Depending on which flaws are present, you may have to simply dump the batch immediately or use flaw mitigation techniques for flaws that can be remedied. In practice, this is done case-by-case and, as a brewer, the reward of successfully recovering a batch versus the risk of unsuccessfully recovering the batch is a balancing act. Either way, catching a problem earlier rather than later and being able to make a decision when a flaw comes up is indefinitely empowering and saves you a lot of trouble in the long run. Implementing critical control points for sensory evaluation into your standard operating procedures takes sensory from a mere quality control measure to a quality assurance (QA) tool.

There are many different conventions to individual flaw recognition via sensory evaluation in complex beverages. A common method is to train panelists on what individual flaw compounds taste like by using flavor standards. However, these techniques heavily depend on a panelist’s skill and experience and are highly subject to human error.
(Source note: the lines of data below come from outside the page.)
//! Form domain types

use serde::{Deserialize, Serialize};
use std::fmt;
use std::str::FromStr;
use thiserror::Error;

use super::input::{DateInput, NumberInput};

/// Logical form fields that carry a validator
#[derive(Debug, Clone, Copy, PartialEq, Eq, Hash, PartialOrd, Ord)]
pub enum FieldName {
    FirstName,
    LastName,
    Smoke,
    CigarettesPerDay,
    Height,
    Weight,
    DateOfBirth,
    InsurancePrice,
}

impl FieldName {
    /// All validated fields in form order
    pub const ALL: [FieldName; 8] = [
        FieldName::FirstName,
        FieldName::LastName,
        FieldName::Smoke,
        FieldName::CigarettesPerDay,
        FieldName::Height,
        FieldName::Weight,
        FieldName::DateOfBirth,
        FieldName::InsurancePrice,
    ];

    /// Identifier used for inline errors and notification ids
    pub fn as_str(&self) -> &'static str {
        match self {
            Self::FirstName => "firstName",
            Self::LastName => "lastName",
            Self::Smoke => "smoke",
            Self::CigarettesPerDay => "cigarettesPerDay",
            Self::Height => "height",
            Self::Weight => "weight",
            Self::DateOfBirth => "dob",
            Self::InsurancePrice => "insurancePrice",
        }
    }
}

impl fmt::Display for FieldName {
    fn fmt(&self, f: &mut fmt::Formatter<'_>) -> fmt::Result {
        f.write_str(self.as_str())
    }
}

impl FromStr for FieldName {
    type Err = UnknownField;

    fn from_str(s: &str) -> Result<Self, Self::Err> {
        FieldName::ALL
            .into_iter()
            .find(|f| f.as_str() == s)
            .ok_or_else(|| UnknownField(s.to_string()))
    }
}

#[derive(Debug, Clone, PartialEq, Eq, Error)]
#[error("unknown form field `{0}`")]
pub struct UnknownField(pub String);

/// Answer to the "do you smoke" question
#[derive(Debug, Clone, Copy, PartialEq, Eq, Serialize, Deserialize)]
#[serde(rename_all = "lowercase")]
pub enum SmokeStatus {
    Yes,
    No,
}

impl SmokeStatus {
    /// Accepts exactly `yes` or `no`
    pub fn parse(raw: &str) -> Option<Self> {
        match raw {
            "yes" => Some(Self::Yes),
            "no" => Some(Self::No),
            _ => None,
        }
    }

    pub fn from_flag(smokes: bool) -> Self {
        if smokes {
            Self::Yes
        } else {
            Self::No
        }
    }

    pub fn is_smoker(&self) -> bool {
        matches!(self, Self::Yes)
    }
}

/// Practice level for a sport
#[derive(Debug, Clone, Copy, PartialEq, Eq, Default, Serialize, Deserialize)]
#[serde(rename_all = "lowercase")]
pub enum SportLevel {
    #[default]
    Hobby,
    Competitive,
}

impl SportLevel {
    pub fn parse(raw: &str) -> Option<Self> {
        match raw.trim().to_ascii_lowercase().as_str() {
            "hobby" => Some(Self::Hobby),
            "competitive" => Some(Self::Competitive),
            _ => None,
        }
    }
}

/// One row in the sports section
#[derive(Debug, Clone, PartialEq, Eq, Default, Serialize, Deserialize)]
pub struct SportEntry {
    pub name: String,
    pub level: SportLevel,
}

impl SportEntry {
    pub fn new(name: impl Into<String>, level: SportLevel) -> Self {
        Self {
            name: name.into(),
            level,
        }
    }

    pub fn hobby(name: impl Into<String>) -> Self {
        Self::new(name, SportLevel::Hobby)
    }
}

#[derive(Debug, Clone, PartialEq, Eq, Error)]
pub enum SportListError {
    #[error("the last sport entry cannot be removed")]
    LastEntry,
    #[error("sport index {index} is out of range (len {len})")]
    OutOfRange { index: usize, len: usize },
}

/// Ordered sports rows, never empty
#[derive(Debug, Clone, PartialEq, Eq)]
pub struct SportList(Vec<SportEntry>);

impl SportList {
    /// A single blank hobby row
    pub fn new() -> Self {
        Self(vec![SportEntry::default()])
    }

    /// Build from entries; `None` when `entries` is empty
    pub fn from_entries(entries: Vec<SportEntry>) -> Option<Self> {
        if entries.is_empty() {
            None
        } else {
            Some(Self(entries))
        }
    }

    pub fn len(&self) -> usize {
        self.0.len()
    }

    /// Always false, the list keeps at least one row
    pub fn is_empty(&self) -> bool {
        false
    }

    pub fn iter(&self) -> impl Iterator<Item = &SportEntry> {
        self.0.iter()
    }

    pub fn get(&self, index: usize) -> Option<&SportEntry> {
        self.0.get(index)
    }

    /// Append a blank hobby row
    pub fn push_blank(&mut self) {
        self.0.push(SportEntry::default());
    }

    pub fn push(&mut self, entry: SportEntry) {
        self.0.push(entry);
    }

    /// Remove a row, refusing to remove the last one
    pub fn remove(&mut self, index: usize) -> Result<SportEntry, SportListError> {
        let len = self.0.len();
        if index >= len {
            return Err(SportListError::OutOfRange { index, len });
        }
        if len == 1 {
            return Err(SportListError::LastEntry);
        }
        Ok(self.0.remove(index))
    }

    pub fn get_mut(&mut self, index: usize) -> Result<&mut SportEntry, SportListError> {
        let len = self.0.len();
        self.0
            .get_mut(index)
            .ok_or(SportListError::OutOfRange { index, len })
    }
}

impl Default for SportList {
    fn default() -> Self {
        Self::new()
    }
}

/// Snapshot of every form field as entered
#[derive(Debug, Clone, PartialEq, Default)]
pub struct FormFieldState {
    pub first_name: String,
    pub last_name: String,
    pub smoke: Option<SmokeStatus>,
    pub cigarettes_per_day: NumberInput,
    pub height_cm: NumberInput,
    pub weight_kg: NumberInput,
    pub date_of_birth: DateInput,
    pub sports: SportList,
    pub insurance_price: NumberInput,
}

impl FormFieldState {
    pub fn is_smoker(&self) -> bool {
        self.smoke.is_some_and(|s| s.is_smoker())
    }
}

/// Stable notification id for a field's validation error
#[derive(Debug, Clone, PartialEq, Eq, Hash, PartialOrd, Ord)]
pub struct ErrorId(String);

impl ErrorId {
    pub fn for_field(field: FieldName) -> Self {
        Self(format!("err:{}", field.as_str()))
    }

    pub fn as_str(&self) -> &str {
        &self.0
    }
}

impl fmt::Display for ErrorId {
    fn fmt(&self, f: &mut fmt::Formatter<'_>) -> fmt::Result {
        f.write_str(&self.0)
    }
}

/// A failed field validation
#[derive(Debug, Clone, PartialEq, Eq)]
pub struct ValidationError {
    pub field: FieldName,
    pub message: String,
    pub error_id: ErrorId,
}

impl ValidationError {
    pub fn new(field: FieldName, message: impl Into<String>) -> Self {
        Self {
            field,
            message: message.into(),
            error_id: ErrorId::for_field(field),
        }
    }
}

#[cfg(test)]
mod tests {
    use super::*;

    mod field_name {
        use super::*;
        use pretty_assertions::assert_eq;

        #[test]
        fn test_round_trips_through_str() {
            for field in FieldName::ALL {
                assert_eq!(field.as_str().parse::<FieldName>(), Ok(field));
            }
        }

        #[test]
        fn test_unknown_field() {
            assert_eq!(
                "shoeSize".parse::<FieldName>(),
                Err(UnknownField("shoeSize".to_string()))
            );
        }

        #[test]
        fn test_error_id_is_stable() {
            assert_eq!(ErrorId::for_field(FieldName::FirstName).as_str(), "err:firstName");
            assert_eq!(
                ErrorId::for_field(FieldName::DateOfBirth),
                ErrorId::for_field(FieldName::DateOfBirth)
            );
        }
    }

    mod smoke_status {
        use super::*;
        use pretty_assertions::assert_eq;

        #[test]
        fn test_parse_is_exact() {
            assert_eq!(SmokeStatus::parse("yes"), Some(SmokeStatus::Yes));
            assert_eq!(SmokeStatus::parse("no"), Some(SmokeStatus::No));
            assert_eq!(SmokeStatus::parse("Yes"), None);
            assert_eq!(SmokeStatus::parse("maybe"), None);
        }

        #[test]
        fn test_unset_is_not_smoker() {
            let state = FormFieldState::default();
            assert!(!state.is_smoker());
        }
    }

    mod sport_list {
        use super::*;
        use pretty_assertions::assert_eq;

        #[test]
        fn test_new_has_one_blank_hobby_row() {
            let list = SportList::new();
            assert_eq!(list.len(), 1);
            assert_eq!(list.get(0), Some(&SportEntry::hobby("")));
        }

        #[test]
        fn test_cannot_remove_last_entry() {
            let mut list = SportList::new();
            assert_eq!(list.remove(0), Err(SportListError::LastEntry));
            assert_eq!(list.len(), 1);
        }

        #[test]
        fn test_remove_out_of_range() {
            let mut list = SportList::new();
            list.push_blank();
            assert_eq!(
                list.remove(5),
                Err(SportListError::OutOfRange { index: 5, len: 2 })
            );
        }

        #[test]
        fn test_remove_keeps_order() {
            let mut list = SportList::from_entries(vec![
                SportEntry::hobby("Running"),
                SportEntry::hobby("Chess"),
                SportEntry::new("Rugby", SportLevel::Competitive),
            ])
            .unwrap();
            let removed = list.remove(1).unwrap();
            assert_eq!(removed.name, "Chess");
            let names: Vec<_> = list.iter().map(|s| s.name.as_str()).collect();
            assert_eq!(names, vec!["Running", "Rugby"]);
        }

        #[test]
        fn test_from_entries_rejects_empty() {
            assert!(SportList::from_entries(Vec::new()).is_none());
        }

        #[test]
        fn test_level_parse() {
            assert_eq!(SportLevel::parse("Competitive"), Some(SportLevel::Competitive));
            assert_eq!(SportLevel::parse("hobby"), Some(SportLevel::Hobby));
            assert_eq!(SportLevel::parse("pro"), None);
        }
    }
}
It is very difficult to accurately and consistently record, track, and analyze human sensory data on most platforms, especially when tracking and paneling the over 60 common flaws found in beer. There has been substantial research in recent years to solve this problem utilizing machine learning and artificial intelligence techniques very similar to methods used by “big data.” This research is aimed at making flavor objective and striping user/panelist bias to leverage sensory data to its full potential in detecting batch-to-batch variations, flavor profiling, flagging individual flaws, cognitive marketing, and demographic targeting.

Through better sensory evaluation platforms and data science techniques, models and algorithms can be trained for individual flaw recognition. But what good does detecting a flaw at a critical control point really do in the long run? It can potentially save the batch or prevent you from wasting time and resources in finishing that batch if it has a permanent flaw not acceptable to consumers in the short run, but determining what caused the flaw(s) is critical to preventing that flaw from reoccurring. By graphically mapping all the production processes in beer with issues and flaws that can occur at each step, probabilistic clustering models can be made to “back-trace” one or multiple flaws to their issue(s) of origin. This knowledge will help prevent the brewer from making the same mistake twice. Sensory data cannot only be leveraged for quality assurance (QA) by catching a bad batch early. Through further analysis at each critical control point by utilizing back-tracing techniques in graphical databases, sensory can be leveraged for quality improvement (QI).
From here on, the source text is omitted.